Cevik Mucahit, Angco Sabrina, Heydarigharaei Elham, Jahanshahi Hadi, Prayogo Nicholas
Toronto Metropolitan University, 44 Gerrard St E, Toronto, M5B 1G3 Ontario Canada.
J Healthc Inform Res. 2022 Jul 15;6(3):317-343. doi: 10.1007/s41666-022-00117-y. eCollection 2022 Sep.
Sensitivity analysis is an important aspect of model development as it can be used to assess the level of confidence that is associated with the outcomes of a study. In many practical problems, sensitivity analysis involves evaluating a large number of parameter combinations which may require an extensive amount of time and resources. However, such a computational burden can be avoided by identifying smaller subsets of parameter combinations that can be later used to generate the desired outcomes for other parameter combinations. In this study, we investigate machine learning-based approaches for speeding up the sensitivity analysis. Furthermore, we apply feature selection methods to identify the relative importance of quantitative model parameters in terms of their predictive ability on the outcomes. Finally, we highlight the effectiveness of active learning strategies in improving the sensitivity analysis processes by reducing the total number of quantitative model runs required to construct a high-performance prediction model. Our experiments on two datasets obtained from the sensitivity analysis performed for two disease screening modeling studies indicate that ensemble methods such as Random Forests and XGBoost consistently outperform other machine learning algorithms in the prediction task of the associated sensitivity analysis. In addition, we note that active learning can lead to significant speed-ups in sensitivity analysis by enabling the selection of more useful parameter combinations (i.e., instances) to be used for prediction models.
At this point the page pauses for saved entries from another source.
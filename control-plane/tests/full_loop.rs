//! Full loop: the gateway-side orchestrator talking to a real control plane.

mod common;

use std::sync::Arc;
use std::time::Duration;

use common::*;
use futures_util::StreamExt;
use serde_json::json;

use callback::{StreamConnectionManager, StreamOrchestrator};
use wire::ChatCompletionChunk;

fn chunk(text: Option<&str>, finish: Option<&str>) -> ChatCompletionChunk {
    ChatCompletionChunk::from_value(chunk_value(text, finish)).unwrap()
}

#[tokio::test]
async fn orchestrator_applies_control_plane_rewrites_end_to_end() {
    let (addr, _state) = spawn_with_policy("all_caps").await;
    let call_id = "call-loop-1";

    let manager = Arc::new(StreamConnectionManager::new());
    let connection = manager
        .get_or_create(
            &format!("ws://{addr}/api/streams/{call_id}"),
            call_id,
            json!({"model": "gpt-4", "litellm_call_id": call_id}),
        )
        .await
        .expect("control plane reachable");

    let orchestrator = StreamOrchestrator::new(
        call_id,
        connection,
        Some(manager.clone()),
        Duration::from_secs(5),
        Duration::from_secs(30),
    );
    let upstream = tokio_stream::iter(vec![
        chunk(Some("ab"), None),
        chunk(Some("cd"), None),
        chunk(None, Some("stop")),
    ]);
    let out: Vec<ChatCompletionChunk> = orchestrator.run(upstream).collect().await;

    let texts: Vec<Option<&str>> = out.iter().map(|c| c.delta_text()).collect();
    assert_eq!(texts, vec![Some("AB"), Some("CD"), None]);
    assert_eq!(out[2].finish_reason(), Some("stop"));

    // orchestrator cleanup freed the slot
    settle().await;
    assert!(manager.lookup(call_id).is_none());
}

#[tokio::test]
async fn whole_stream_passes_through_when_control_plane_is_unreachable() {
    let manager = Arc::new(StreamConnectionManager::new());
    let result = manager
        .get_or_create(
            "ws://127.0.0.1:9/api/streams/call-x",
            "call-x",
            json!({}),
        )
        .await;
    assert!(result.is_err());
    assert!(manager.lookup("call-x").is_none());
}
//! Control-plane server binary.

use std::sync::Arc;

use control_plane::AppState;

#[tokio::main]
async fn main() -> Result<(), Box<dyn std::error::Error + Send + Sync>> {
    if let Err(e) = config::load_dotenv(None) {
        eprintln!("warning: .env not loaded: {e}");
    }
    tracing_subscriber::fmt()
        .with_env_filter(
            tracing_subscriber::EnvFilter::try_from_default_env()
                .unwrap_or_else(|_| tracing_subscriber::EnvFilter::new("info")),
        )
        .init();

    let settings = config::ControlPlaneSettings::from_env()?;
    let bind_addr = settings.bind_addr.clone();
    let policy_name = settings.policy.name.clone();
    let state: Arc<AppState> = AppState::new(settings)?;
    tracing::info!("control plane listening on {bind_addr} with policy '{policy_name}'");

    let listener = tokio::net::TcpListener::bind(&bind_addr).await?;
    control_plane::serve_on_listener(listener, state).await?;
    Ok(())
}
//! Shared helpers for control-plane integration tests: spawn a real listener,
//! speak the stream protocol with a real WebSocket client.

use std::sync::Arc;
use std::time::Duration;

use futures_util::{SinkExt, StreamExt};
use serde_json::{json, Value};
use tokio::net::TcpStream;
use tokio_tungstenite::tungstenite::Message;
use tokio_tungstenite::{MaybeTlsStream, WebSocketStream};

use config::{ControlPlaneSettings, PolicyRef};
use control_plane::AppState;
use wire::{ClientFrame, ServerFrame};

pub type WsClient = WebSocketStream<MaybeTlsStream<TcpStream>>;

pub fn settings(policy: PolicyRef) -> ControlPlaneSettings {
    ControlPlaneSettings {
        bind_addr: "127.0.0.1:0".to_string(),
        policy,
        sse_rate_limit_events: 100,
        sse_rate_limit_window: Duration::from_secs(60),
    }
}

/// Binds a random port and serves the app. Returns (addr, state).
pub async fn spawn_server(settings: ControlPlaneSettings) -> (String, Arc<AppState>) {
    let state = AppState::new(settings).expect("policy loads");
    let listener = tokio::net::TcpListener::bind("127.0.0.1:0").await.unwrap();
    let addr = listener.local_addr().unwrap();
    tokio::spawn(control_plane::serve_on_listener(listener, state.clone()));
    (format!("127.0.0.1:{}", addr.port()), state)
}

pub async fn spawn_with_policy(policy: &str) -> (String, Arc<AppState>) {
    spawn_server(settings(PolicyRef::parse(policy).unwrap())).await
}

pub async fn ws_connect(addr: &str, call_id: &str) -> WsClient {
    let url = format!("ws://{addr}/api/streams/{call_id}");
    let (socket, _) = tokio_tungstenite::connect_async(&url).await.expect("ws connect");
    socket
}

pub async fn send_frame(socket: &mut WsClient, frame: &ClientFrame) {
    let json = serde_json::to_string(frame).unwrap();
    socket.send(Message::Text(json)).await.expect("ws send");
}

pub async fn recv_frame(socket: &mut WsClient) -> ServerFrame {
    let timeout = Duration::from_secs(10);
    loop {
        let message = tokio::time::timeout(timeout, socket.next())
            .await
            .expect("reply before timeout")
            .expect("socket open")
            .expect("read ok");
        match message {
            Message::Text(text) => return serde_json::from_str(&text).expect("valid frame"),
            Message::Ping(_) | Message::Pong(_) => continue,
            other => panic!("unexpected ws message: {other:?}"),
        }
    }
}

pub fn chunk_value(text: Option<&str>, finish: Option<&str>) -> Value {
    json!({
        "id": "chatcmpl-1",
        "object": "chat.completion.chunk",
        "model": "gpt-4",
        "created": 1710000000u64,
        "choices": [{
            "index": 0,
            "delta": {"content": text},
            "finish_reason": finish,
        }],
    })
}

pub fn tool_chunk_value(id: &str, name: &str, arguments: &str, finish: Option<&str>) -> Value {
    json!({
        "id": "chatcmpl-1",
        "object": "chat.completion.chunk",
        "model": "gpt-4",
        "created": 1710000000u64,
        "choices": [{
            "index": 0,
            "delta": {"tool_calls": [{
                "index": 0,
                "id": id,
                "type": "function",
                "function": {"name": name, "arguments": arguments},
            }]},
            "finish_reason": finish,
        }],
    })
}

/// Runs START + the given chunks + END, collecting every CHUNK reply until
/// the server's END.
pub async fn run_stream(
    socket: &mut WsClient,
    request_data: Value,
    chunks: Vec<Value>,
) -> Vec<Value> {
    send_frame(socket, &ClientFrame::Start { data: request_data }).await;
    let mut replies = Vec::new();
    for chunk in chunks {
        send_frame(socket, &ClientFrame::Chunk { data: chunk }).await;
        match recv_frame(socket).await {
            ServerFrame::Chunk { data } => replies.push(data),
            ServerFrame::End => return replies,
            ServerFrame::Error { error } => panic!("unexpected ERROR: {error}"),
        }
    }
    send_frame(socket, &ClientFrame::End).await;
    loop {
        match recv_frame(socket).await {
            ServerFrame::Chunk { data } => replies.push(data),
            ServerFrame::End => break,
            ServerFrame::Error { error } => panic!("unexpected ERROR: {error}"),
        }
    }
    replies
}

/// Lets the queues drain before reading stores or snapshots.
pub async fn settle() {
    tokio::time::sleep(Duration::from_millis(150)).await;
}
敏感性分析是模型开发的一个重要方面,因为它可用于评估与研究结果相关的置信水平。在许多实际问题中,敏感性分析涉及评估大量的参数组合,这可能需要大量的时间和资源。然而,通过识别较小的参数组合子集,随后可用于为其他参数组合生成所需结果,这样的计算负担是可以避免的。在本研究中,我们研究基于机器学习的方法来加速敏感性分析。此外,我们应用特征选择方法来确定定量模型参数在对结果的预测能力方面的相对重要性。最后,我们强调主动学习策略通过减少构建高性能预测模型所需的定量模型运行总数来提高敏感性分析过程的有效性。我们对从两项疾病筛查建模研究的敏感性分析中获得的两个数据集进行的实验表明,诸如随机森林和XGBoost等集成方法在相关敏感性分析的预测任务中始终优于其他机器学习算法。此外,我们注意到主动学习可以通过选择更有用的参数组合(即实例)用于预测模型,从而显著加快敏感性分析的速度。